§ What to do
Produce word for word the lines of the data below running from the one that has "speculative duplicate fetch." to the one that has "error is propagated.", inclusive, and no others.

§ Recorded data

:::::

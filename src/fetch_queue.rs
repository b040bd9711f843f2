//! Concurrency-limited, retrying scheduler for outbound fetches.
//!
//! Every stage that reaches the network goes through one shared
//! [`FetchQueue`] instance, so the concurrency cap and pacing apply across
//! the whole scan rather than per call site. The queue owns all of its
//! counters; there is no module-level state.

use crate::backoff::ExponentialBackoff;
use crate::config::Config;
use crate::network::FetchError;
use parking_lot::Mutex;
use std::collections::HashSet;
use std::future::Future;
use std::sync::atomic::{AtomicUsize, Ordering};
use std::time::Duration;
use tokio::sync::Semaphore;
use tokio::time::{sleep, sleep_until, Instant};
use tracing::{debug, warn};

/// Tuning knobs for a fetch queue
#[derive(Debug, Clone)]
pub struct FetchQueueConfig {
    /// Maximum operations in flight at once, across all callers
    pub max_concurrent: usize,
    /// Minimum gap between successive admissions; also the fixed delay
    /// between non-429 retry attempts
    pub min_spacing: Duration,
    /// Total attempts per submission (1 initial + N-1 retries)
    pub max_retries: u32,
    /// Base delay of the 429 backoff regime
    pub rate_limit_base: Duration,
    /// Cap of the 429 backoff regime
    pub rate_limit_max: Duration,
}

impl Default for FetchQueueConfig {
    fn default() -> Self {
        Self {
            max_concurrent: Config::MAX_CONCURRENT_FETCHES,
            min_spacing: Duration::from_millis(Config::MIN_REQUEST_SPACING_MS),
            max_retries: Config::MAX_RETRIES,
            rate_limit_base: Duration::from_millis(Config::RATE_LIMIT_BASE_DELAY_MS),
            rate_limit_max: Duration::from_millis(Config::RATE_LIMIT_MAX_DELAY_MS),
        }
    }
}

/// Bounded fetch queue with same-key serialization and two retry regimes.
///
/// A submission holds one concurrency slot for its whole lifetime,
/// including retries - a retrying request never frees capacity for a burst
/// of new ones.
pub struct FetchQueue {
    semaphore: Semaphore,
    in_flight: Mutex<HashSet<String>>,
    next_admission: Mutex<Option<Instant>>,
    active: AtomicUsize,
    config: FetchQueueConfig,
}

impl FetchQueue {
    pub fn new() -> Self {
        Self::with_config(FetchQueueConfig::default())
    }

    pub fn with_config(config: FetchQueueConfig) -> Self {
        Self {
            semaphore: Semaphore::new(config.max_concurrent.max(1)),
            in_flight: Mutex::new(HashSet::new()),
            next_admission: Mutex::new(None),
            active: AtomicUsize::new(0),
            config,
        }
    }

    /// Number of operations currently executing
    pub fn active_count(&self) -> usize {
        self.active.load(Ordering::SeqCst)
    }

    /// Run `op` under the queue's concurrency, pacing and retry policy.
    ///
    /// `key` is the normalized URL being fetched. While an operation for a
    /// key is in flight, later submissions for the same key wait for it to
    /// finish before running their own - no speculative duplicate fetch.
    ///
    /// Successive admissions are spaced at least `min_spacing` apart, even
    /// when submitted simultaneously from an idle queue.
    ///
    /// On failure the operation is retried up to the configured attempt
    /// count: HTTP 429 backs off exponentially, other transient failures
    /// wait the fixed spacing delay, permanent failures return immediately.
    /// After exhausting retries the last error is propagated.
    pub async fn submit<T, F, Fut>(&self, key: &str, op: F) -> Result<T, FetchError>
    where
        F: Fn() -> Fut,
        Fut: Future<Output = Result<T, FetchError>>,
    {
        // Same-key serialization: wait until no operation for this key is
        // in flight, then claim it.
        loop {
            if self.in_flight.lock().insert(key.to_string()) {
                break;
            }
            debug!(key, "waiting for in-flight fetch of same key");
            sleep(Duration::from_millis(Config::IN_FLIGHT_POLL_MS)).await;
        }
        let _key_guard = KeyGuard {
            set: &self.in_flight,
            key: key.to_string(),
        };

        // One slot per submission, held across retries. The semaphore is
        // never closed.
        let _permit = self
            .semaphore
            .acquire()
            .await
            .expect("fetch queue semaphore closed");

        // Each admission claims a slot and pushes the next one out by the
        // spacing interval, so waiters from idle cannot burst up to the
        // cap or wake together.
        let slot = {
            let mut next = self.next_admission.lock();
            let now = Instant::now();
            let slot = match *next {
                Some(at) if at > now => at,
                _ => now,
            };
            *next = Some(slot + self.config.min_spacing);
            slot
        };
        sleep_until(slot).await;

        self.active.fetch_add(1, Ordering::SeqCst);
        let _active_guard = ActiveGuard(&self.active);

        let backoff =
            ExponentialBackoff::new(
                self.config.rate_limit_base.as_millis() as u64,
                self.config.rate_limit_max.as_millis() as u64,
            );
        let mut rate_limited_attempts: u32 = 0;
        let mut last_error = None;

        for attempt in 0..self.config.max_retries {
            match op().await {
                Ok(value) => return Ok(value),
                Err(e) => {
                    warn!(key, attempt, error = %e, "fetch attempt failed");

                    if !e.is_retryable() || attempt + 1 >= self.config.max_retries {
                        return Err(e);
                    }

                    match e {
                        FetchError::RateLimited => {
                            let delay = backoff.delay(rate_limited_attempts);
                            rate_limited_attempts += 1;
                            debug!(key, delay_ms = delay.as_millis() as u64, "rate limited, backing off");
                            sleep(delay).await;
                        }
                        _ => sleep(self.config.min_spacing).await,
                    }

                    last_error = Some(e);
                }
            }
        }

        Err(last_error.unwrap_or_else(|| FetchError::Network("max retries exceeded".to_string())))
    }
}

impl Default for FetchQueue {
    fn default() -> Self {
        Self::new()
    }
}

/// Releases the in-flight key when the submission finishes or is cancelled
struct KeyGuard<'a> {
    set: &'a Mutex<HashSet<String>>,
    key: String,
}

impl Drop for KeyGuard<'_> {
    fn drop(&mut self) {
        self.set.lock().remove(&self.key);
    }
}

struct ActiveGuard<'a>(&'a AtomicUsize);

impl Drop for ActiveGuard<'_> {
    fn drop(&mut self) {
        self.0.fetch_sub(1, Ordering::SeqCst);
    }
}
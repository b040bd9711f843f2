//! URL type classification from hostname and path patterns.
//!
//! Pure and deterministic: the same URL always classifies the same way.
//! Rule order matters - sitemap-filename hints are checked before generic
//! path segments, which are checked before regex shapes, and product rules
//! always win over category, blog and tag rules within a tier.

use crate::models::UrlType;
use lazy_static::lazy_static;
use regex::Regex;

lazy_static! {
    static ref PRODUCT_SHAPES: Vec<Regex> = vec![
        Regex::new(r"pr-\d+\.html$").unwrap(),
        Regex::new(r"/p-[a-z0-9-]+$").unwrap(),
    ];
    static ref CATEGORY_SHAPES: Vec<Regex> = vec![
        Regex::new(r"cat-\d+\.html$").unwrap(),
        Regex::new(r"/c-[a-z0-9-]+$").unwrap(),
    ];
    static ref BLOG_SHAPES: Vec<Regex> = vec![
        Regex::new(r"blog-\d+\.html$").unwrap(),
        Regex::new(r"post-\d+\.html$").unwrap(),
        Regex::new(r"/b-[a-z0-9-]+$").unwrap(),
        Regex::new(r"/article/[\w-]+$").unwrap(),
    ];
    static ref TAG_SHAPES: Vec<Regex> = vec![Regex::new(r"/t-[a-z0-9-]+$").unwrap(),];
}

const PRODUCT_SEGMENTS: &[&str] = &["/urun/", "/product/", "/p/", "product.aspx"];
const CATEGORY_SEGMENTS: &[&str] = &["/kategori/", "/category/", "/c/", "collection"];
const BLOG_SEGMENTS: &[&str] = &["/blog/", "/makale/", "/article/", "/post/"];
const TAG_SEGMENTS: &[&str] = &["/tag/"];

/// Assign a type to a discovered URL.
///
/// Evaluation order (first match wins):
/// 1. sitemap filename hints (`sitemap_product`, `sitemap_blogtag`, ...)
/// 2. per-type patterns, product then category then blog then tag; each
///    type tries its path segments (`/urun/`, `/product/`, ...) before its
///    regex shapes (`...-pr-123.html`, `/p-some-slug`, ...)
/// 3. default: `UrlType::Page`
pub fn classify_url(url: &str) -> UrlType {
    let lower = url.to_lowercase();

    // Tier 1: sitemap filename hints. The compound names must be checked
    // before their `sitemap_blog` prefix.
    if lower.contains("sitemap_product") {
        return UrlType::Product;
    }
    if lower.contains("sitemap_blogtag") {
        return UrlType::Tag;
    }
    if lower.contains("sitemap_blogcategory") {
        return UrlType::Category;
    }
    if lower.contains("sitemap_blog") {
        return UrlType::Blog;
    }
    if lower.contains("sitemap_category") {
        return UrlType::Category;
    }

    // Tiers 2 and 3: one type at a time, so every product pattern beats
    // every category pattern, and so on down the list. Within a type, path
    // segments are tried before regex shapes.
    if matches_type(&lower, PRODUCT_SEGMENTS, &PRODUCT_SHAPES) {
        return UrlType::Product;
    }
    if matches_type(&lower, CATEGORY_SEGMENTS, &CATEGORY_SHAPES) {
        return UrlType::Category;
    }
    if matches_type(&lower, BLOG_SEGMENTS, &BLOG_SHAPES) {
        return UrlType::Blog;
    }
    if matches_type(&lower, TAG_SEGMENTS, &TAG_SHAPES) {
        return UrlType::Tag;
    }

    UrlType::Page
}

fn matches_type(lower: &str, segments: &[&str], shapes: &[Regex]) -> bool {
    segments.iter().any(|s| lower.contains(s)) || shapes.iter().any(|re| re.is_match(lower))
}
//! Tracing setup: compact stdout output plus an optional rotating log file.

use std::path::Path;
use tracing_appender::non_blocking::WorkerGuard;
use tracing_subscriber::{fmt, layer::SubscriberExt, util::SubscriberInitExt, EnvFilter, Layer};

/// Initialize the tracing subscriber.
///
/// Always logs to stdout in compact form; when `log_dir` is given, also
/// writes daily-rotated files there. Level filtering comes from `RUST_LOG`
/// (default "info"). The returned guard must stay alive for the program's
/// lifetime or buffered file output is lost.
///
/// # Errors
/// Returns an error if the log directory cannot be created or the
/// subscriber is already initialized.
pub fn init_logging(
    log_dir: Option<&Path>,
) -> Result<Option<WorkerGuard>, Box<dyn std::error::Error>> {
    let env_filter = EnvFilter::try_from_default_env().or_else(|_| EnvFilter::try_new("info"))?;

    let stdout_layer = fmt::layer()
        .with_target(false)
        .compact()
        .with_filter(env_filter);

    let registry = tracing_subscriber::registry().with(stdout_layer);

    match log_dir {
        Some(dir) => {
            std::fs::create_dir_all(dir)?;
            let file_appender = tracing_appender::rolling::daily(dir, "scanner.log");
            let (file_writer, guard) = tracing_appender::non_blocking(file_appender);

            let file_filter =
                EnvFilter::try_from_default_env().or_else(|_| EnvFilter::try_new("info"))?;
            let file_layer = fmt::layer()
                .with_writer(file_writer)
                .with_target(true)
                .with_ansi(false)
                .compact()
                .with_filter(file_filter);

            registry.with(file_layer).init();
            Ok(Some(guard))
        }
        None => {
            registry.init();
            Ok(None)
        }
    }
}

:::::

§ Problem solution
    /// finish before running their own - no speculative duplicate fetch.
    ///
    /// Successive admissions are spaced at least `min_spacing` apart, even
    /// when submitted simultaneously from an idle queue.
    ///
    /// On failure the operation is retried up to the configured attempt
    /// count: HTTP 429 backs off exponentially, other transient failures
    /// wait the fixed spacing delay, permanent failures return immediately.
    /// After exhausting retries the last error is propagated.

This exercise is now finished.